(Records provided begins)

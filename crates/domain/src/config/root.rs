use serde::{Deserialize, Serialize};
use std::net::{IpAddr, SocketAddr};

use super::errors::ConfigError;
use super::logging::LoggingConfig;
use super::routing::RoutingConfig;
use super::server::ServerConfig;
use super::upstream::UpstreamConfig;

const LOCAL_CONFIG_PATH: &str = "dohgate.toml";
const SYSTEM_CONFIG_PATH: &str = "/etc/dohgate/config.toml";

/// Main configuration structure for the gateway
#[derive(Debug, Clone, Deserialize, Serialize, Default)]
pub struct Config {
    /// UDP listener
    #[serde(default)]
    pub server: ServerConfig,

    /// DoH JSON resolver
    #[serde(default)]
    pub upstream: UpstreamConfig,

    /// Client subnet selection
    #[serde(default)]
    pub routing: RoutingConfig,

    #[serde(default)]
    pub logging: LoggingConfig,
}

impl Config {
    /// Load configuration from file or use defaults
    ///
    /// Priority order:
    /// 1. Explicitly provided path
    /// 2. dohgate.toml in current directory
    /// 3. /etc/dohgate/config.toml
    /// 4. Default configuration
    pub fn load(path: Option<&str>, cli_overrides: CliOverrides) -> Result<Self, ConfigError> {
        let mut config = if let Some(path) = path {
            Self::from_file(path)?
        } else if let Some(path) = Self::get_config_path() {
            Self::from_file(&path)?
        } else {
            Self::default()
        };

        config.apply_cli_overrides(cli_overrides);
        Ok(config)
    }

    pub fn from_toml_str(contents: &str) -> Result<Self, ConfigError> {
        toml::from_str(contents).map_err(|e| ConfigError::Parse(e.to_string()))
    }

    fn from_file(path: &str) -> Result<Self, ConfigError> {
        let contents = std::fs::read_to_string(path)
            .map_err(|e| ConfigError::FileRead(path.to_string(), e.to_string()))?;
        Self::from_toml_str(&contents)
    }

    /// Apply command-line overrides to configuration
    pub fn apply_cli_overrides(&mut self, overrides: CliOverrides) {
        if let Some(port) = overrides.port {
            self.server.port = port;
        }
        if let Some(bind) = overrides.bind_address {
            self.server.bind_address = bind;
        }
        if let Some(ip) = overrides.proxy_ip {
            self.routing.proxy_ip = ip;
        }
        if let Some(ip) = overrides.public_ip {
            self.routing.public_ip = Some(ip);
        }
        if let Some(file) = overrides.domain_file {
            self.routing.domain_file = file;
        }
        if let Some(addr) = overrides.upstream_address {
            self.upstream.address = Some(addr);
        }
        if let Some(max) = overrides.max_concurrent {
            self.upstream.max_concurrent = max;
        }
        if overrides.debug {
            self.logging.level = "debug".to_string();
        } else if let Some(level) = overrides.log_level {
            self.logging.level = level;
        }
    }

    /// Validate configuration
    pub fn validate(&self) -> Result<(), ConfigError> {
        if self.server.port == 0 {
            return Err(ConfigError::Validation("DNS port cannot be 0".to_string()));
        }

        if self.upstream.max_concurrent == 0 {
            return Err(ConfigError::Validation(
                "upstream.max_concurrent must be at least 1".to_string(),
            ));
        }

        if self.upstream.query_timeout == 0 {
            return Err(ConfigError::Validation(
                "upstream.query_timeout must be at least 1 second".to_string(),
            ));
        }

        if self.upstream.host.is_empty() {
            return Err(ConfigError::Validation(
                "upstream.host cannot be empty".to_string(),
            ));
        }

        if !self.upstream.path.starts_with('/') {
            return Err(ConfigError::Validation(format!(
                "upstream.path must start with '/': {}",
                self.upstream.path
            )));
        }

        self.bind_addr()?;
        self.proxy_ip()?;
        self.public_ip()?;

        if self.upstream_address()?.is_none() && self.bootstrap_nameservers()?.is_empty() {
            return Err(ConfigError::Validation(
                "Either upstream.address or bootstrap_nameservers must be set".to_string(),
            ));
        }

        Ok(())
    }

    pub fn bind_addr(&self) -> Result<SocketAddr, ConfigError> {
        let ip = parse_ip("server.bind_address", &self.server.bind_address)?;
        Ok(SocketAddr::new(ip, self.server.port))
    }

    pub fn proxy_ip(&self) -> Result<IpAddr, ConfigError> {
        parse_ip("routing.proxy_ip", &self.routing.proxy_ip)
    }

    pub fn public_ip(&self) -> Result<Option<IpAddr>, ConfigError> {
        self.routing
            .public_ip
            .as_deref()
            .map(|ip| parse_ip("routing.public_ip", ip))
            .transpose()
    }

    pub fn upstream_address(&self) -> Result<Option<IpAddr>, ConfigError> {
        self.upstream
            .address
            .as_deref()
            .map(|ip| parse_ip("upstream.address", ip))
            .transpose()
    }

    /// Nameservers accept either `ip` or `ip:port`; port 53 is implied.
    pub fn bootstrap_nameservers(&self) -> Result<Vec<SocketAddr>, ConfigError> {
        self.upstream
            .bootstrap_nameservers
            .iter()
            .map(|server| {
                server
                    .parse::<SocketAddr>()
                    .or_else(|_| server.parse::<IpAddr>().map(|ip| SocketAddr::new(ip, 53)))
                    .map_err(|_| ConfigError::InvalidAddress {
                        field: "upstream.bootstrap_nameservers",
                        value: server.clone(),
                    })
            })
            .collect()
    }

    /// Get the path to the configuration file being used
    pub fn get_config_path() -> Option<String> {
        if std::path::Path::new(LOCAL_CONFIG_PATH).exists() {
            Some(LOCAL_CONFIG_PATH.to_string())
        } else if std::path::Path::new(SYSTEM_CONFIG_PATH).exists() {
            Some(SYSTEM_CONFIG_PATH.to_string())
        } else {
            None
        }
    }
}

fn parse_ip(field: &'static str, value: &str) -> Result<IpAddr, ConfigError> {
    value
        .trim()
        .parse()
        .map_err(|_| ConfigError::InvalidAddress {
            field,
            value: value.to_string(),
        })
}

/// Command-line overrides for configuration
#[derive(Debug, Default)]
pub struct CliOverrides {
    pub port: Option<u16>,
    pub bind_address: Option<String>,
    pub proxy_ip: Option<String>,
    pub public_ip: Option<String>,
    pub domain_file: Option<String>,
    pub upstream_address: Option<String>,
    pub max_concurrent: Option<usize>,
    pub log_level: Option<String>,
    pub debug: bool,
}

(Records provided ends)

### What you need to do
Write all of the records out again exactly.

### Response area
filename crates/domain/src/config/root.rs
use serde::{Deserialize, Serialize};
use std::net::{IpAddr, SocketAddr};

use super::errors::ConfigError;
use super::logging::LoggingConfig;
use super::routing::RoutingConfig;
use super::server::ServerConfig;
use super::upstream::UpstreamConfig;

const LOCAL_CONFIG_PATH: &str = "dohgate.toml";
const SYSTEM_CONFIG_PATH: &str = "/etc/dohgate/config.toml";

/// Main configuration structure for the gateway
#[derive(Debug, Clone, Deserialize, Serialize, Default)]
pub struct Config {
    /// UDP listener
    #[serde(default)]
    pub server: ServerConfig,

    /// DoH JSON resolver
    #[serde(default)]
    pub upstream: UpstreamConfig,

    /// Client subnet selection
    #[serde(default)]
    pub routing: RoutingConfig,

    #[serde(default)]
    pub logging: LoggingConfig,
}

impl Config {
    /// Load configuration from file or use defaults
    ///
    /// Priority order:
    /// 1. Explicitly provided path
    /// 2. dohgate.toml in current directory
    /// 3. /etc/dohgate/config.toml
    /// 4. Default configuration
    pub fn load(path: Option<&str>, cli_overrides: CliOverrides) -> Result<Self, ConfigError> {
        let mut config = if let Some(path) = path {
            Self::from_file(path)?
        } else if let Some(path) = Self::get_config_path() {
            Self::from_file(&path)?
        } else {
            Self::default()
        };

        config.apply_cli_overrides(cli_overrides);
        Ok(config)
    }

    pub fn from_toml_str(contents: &str) -> Result<Self, ConfigError> {
        toml::from_str(contents).map_err(|e| ConfigError::Parse(e.to_string()))
    }

    fn from_file(path: &str) -> Result<Self, ConfigError> {
        let contents = std::fs::read_to_string(path)
            .map_err(|e| ConfigError::FileRead(path.to_string(), e.to_string()))?;
        Self::from_toml_str(&contents)
    }

    /// Apply command-line overrides to configuration
    pub fn apply_cli_overrides(&mut self, overrides: CliOverrides) {
        if let Some(port) = overrides.port {
            self.server.port = port;
        }
        if let Some(bind) = overrides.bind_address {
            self.server.bind_address = bind;
        }
        if let Some(ip) = overrides.proxy_ip {
            self.routing.proxy_ip = ip;
        }
        if let Some(ip) = overrides.public_ip {
            self.routing.public_ip = Some(ip);
        }
        if let Some(file) = overrides.domain_file {
            self.routing.domain_file = file;
        }
        if let Some(addr) = overrides.upstream_address {
            self.upstream.address = Some(addr);
        }
        if let Some(max) = overrides.max_concurrent {
            self.upstream.max_concurrent = max;
        }
        if overrides.debug {
            self.logging.level = "debug".to_string();
        } else if let Some(level) = overrides.log_level {
            self.logging.level = level;
        }
    }

    /// Validate configuration
    pub fn validate(&self) -> Result<(), ConfigError> {
        if self.server.port == 0 {
            return Err(ConfigError::Validation("DNS port cannot be 0".to_string()));
        }

        if self.upstream.max_concurrent == 0 {
            return Err(ConfigError::Validation(
                "upstream.max_concurrent must be at least 1".to_string(),
            ));
        }

        if self.upstream.query_timeout == 0 {
            return Err(ConfigError::Validation(
                "upstream.query_timeout must be at least 1 second".to_string(),
            ));
        }

        if self.upstream.host.is_empty() {
            return Err(ConfigError::Validation(
                "upstream.host cannot be empty".to_string(),
            ));
        }

        if !self.upstream.path.starts_with('/') {
            return Err(ConfigError::Validation(format!(
                "upstream.path must start with '/': {}",
                self.upstream.path
            )));
        }

        self.bind_addr()?;
        self.proxy_ip()?;
        self.public_ip()?;

        if self.upstream_address()?.is_none() && self.bootstrap_nameservers()?.is_empty() {
            return Err(ConfigError::Validation(
                "Either upstream.address or bootstrap_nameservers must be set".to_string(),
            ));
        }

        Ok(())
    }

    pub fn bind_addr(&self) -> Result<SocketAddr, ConfigError> {
        let ip = parse_ip("server.bind_address", &self.server.bind_address)?;
        Ok(SocketAddr::new(ip, self.server.port))
    }

    pub fn proxy_ip(&self) -> Result<IpAddr, ConfigError> {
        parse_ip("routing.proxy_ip", &self.routing.proxy_ip)
    }

    pub fn public_ip(&self) -> Result<Option<IpAddr>, ConfigError> {
        self.routing
            .public_ip
            .as_deref()
            .map(|ip| parse_ip("routing.public_ip", ip))
            .transpose()
    }

    pub fn upstream_address(&self) -> Result<Option<IpAddr>, ConfigError> {
        self.upstream
            .address
            .as_deref()
            .map(|ip| parse_ip("upstream.address", ip))
            .transpose()
    }

    /// Nameservers accept either `ip` or `ip:port`; port 53 is implied.
    pub fn bootstrap_nameservers(&self) -> Result<Vec<SocketAddr>, ConfigError> {
        self.upstream
            .bootstrap_nameservers
            .iter()
            .map(|server| {
                server
                    .parse::<SocketAddr>()
                    .or_else(|_| server.parse::<IpAddr>().map(|ip| SocketAddr::new(ip, 53)))
                    .map_err(|_| ConfigError::InvalidAddress {
                        field: "upstream.bootstrap_nameservers",
                        value: server.clone(),
                    })
            })
            .collect()
    }

    /// Get the path to the configuration file being used
    pub fn get_config_path() -> Option<String> {
        if std::path::Path::new(LOCAL_CONFIG_PATH).exists() {
            Some(LOCAL_CONFIG_PATH.to_string())
        } else if std::path::Path::new(SYSTEM_CONFIG_PATH).exists() {
            Some(SYSTEM_CONFIG_PATH.to_string())
        } else {
            None
        }
    }
}

fn parse_ip(field: &'static str, value: &str) -> Result<IpAddr, ConfigError> {
    value
        .trim()
        .parse()
        .map_err(|_| ConfigError::InvalidAddress {
            field,
            value: value.to_string(),
        })
}

/// Command-line overrides for configuration
#[derive(Debug, Default)]
pub struct CliOverrides {
    pub port: Option<u16>,
    pub bind_address: Option<String>,
    pub proxy_ip: Option<String>,
    pub public_ip: Option<String>,
    pub domain_file: Option<String>,
    pub upstream_address: Option<String>,
    pub max_concurrent: Option<usize>,
    pub log_level: Option<String>,
    pub debug: bool,
}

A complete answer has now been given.